» **Activity**: Look below. Copy each line that has "write" in it.

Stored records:
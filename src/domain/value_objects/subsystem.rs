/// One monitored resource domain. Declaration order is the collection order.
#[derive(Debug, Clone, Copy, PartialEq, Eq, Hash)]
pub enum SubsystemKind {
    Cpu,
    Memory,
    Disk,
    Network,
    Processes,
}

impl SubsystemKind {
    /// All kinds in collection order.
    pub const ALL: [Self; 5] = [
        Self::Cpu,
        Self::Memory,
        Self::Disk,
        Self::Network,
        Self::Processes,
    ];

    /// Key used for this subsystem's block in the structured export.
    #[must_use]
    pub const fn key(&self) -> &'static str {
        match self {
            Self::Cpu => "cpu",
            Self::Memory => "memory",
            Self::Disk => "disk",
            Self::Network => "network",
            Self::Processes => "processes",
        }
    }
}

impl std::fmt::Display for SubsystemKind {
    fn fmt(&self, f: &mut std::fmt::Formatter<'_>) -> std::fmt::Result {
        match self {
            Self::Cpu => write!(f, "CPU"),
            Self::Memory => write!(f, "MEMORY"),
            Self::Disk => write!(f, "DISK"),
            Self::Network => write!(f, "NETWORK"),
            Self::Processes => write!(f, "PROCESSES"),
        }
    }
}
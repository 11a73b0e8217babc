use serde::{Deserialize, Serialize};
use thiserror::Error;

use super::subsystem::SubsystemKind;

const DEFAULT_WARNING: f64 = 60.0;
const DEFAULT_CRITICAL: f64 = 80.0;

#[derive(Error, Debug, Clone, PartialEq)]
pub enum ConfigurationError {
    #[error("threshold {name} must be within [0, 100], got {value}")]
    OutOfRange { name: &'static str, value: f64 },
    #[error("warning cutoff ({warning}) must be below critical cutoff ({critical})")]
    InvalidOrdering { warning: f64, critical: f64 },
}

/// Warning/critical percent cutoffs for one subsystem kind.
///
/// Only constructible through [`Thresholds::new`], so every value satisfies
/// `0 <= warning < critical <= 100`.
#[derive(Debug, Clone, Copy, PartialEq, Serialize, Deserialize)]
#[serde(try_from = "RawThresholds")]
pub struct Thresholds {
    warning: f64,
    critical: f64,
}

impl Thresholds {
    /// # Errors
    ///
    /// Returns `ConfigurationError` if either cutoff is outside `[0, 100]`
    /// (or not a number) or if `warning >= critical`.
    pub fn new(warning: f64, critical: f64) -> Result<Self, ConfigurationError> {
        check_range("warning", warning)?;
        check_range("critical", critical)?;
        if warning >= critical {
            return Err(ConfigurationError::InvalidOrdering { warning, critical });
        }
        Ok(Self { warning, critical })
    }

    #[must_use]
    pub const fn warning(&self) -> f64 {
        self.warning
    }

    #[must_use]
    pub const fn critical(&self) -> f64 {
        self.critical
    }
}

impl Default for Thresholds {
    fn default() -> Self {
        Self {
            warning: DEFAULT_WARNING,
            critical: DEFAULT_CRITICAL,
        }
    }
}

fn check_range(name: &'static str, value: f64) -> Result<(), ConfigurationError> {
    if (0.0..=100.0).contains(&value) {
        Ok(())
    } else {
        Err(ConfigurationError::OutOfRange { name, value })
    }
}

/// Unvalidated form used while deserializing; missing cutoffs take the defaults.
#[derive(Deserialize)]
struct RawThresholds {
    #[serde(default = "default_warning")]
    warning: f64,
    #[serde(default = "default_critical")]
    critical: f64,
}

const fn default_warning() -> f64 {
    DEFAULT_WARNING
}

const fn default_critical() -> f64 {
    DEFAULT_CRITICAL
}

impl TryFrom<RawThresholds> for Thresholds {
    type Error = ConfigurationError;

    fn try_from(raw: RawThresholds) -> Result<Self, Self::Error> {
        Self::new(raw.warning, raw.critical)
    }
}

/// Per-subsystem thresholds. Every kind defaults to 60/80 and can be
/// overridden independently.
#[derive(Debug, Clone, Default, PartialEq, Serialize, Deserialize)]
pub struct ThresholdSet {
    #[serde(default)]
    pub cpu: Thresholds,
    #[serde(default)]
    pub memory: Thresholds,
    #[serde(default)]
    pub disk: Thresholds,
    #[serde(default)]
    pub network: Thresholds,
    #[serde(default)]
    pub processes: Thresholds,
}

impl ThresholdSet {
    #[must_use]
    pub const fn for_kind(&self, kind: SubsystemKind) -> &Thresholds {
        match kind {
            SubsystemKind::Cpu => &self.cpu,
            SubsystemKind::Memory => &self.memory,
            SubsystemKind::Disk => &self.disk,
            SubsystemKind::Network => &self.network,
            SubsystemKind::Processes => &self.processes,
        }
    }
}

» **Output for this task**:
            Self::Cpu => write!(f, "CPU"),
            Self::Memory => write!(f, "MEMORY"),
            Self::Disk => write!(f, "DISK"),
            Self::Network => write!(f, "NETWORK"),
            Self::Processes => write!(f, "PROCESSES"),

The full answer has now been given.